■ Extracted records:
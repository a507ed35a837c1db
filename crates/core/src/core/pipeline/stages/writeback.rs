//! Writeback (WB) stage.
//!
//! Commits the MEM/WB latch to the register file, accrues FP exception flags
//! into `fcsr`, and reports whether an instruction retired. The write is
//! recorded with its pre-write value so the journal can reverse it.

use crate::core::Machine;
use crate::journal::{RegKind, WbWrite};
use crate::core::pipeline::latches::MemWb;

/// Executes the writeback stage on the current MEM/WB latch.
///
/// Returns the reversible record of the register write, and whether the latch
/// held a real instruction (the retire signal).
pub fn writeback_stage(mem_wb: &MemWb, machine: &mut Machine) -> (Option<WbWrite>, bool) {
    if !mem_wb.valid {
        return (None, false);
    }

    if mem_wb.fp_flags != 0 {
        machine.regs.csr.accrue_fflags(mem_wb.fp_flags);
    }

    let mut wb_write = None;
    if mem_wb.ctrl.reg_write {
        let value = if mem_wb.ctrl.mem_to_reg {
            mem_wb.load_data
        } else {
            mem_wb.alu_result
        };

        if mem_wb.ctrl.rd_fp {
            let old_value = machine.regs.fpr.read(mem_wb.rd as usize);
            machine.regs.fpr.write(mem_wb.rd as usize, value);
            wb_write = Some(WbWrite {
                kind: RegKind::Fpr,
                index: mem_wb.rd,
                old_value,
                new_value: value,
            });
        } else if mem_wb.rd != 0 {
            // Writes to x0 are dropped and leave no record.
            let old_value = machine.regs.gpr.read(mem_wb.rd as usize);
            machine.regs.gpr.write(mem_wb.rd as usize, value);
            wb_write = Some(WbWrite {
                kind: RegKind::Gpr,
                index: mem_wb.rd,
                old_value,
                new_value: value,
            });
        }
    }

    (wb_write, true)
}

■ What you will do: Some lines contain the word "regs". Pull each one out of the listing.

■ Task answer:
        machine.regs.csr.accrue_fflags(mem_wb.fp_flags);
            let old_value = machine.regs.fpr.read(mem_wb.rd as usize);
            machine.regs.fpr.write(mem_wb.rd as usize, value);
            let old_value = machine.regs.gpr.read(mem_wb.rd as usize);
            machine.regs.gpr.write(mem_wb.rd as usize, value);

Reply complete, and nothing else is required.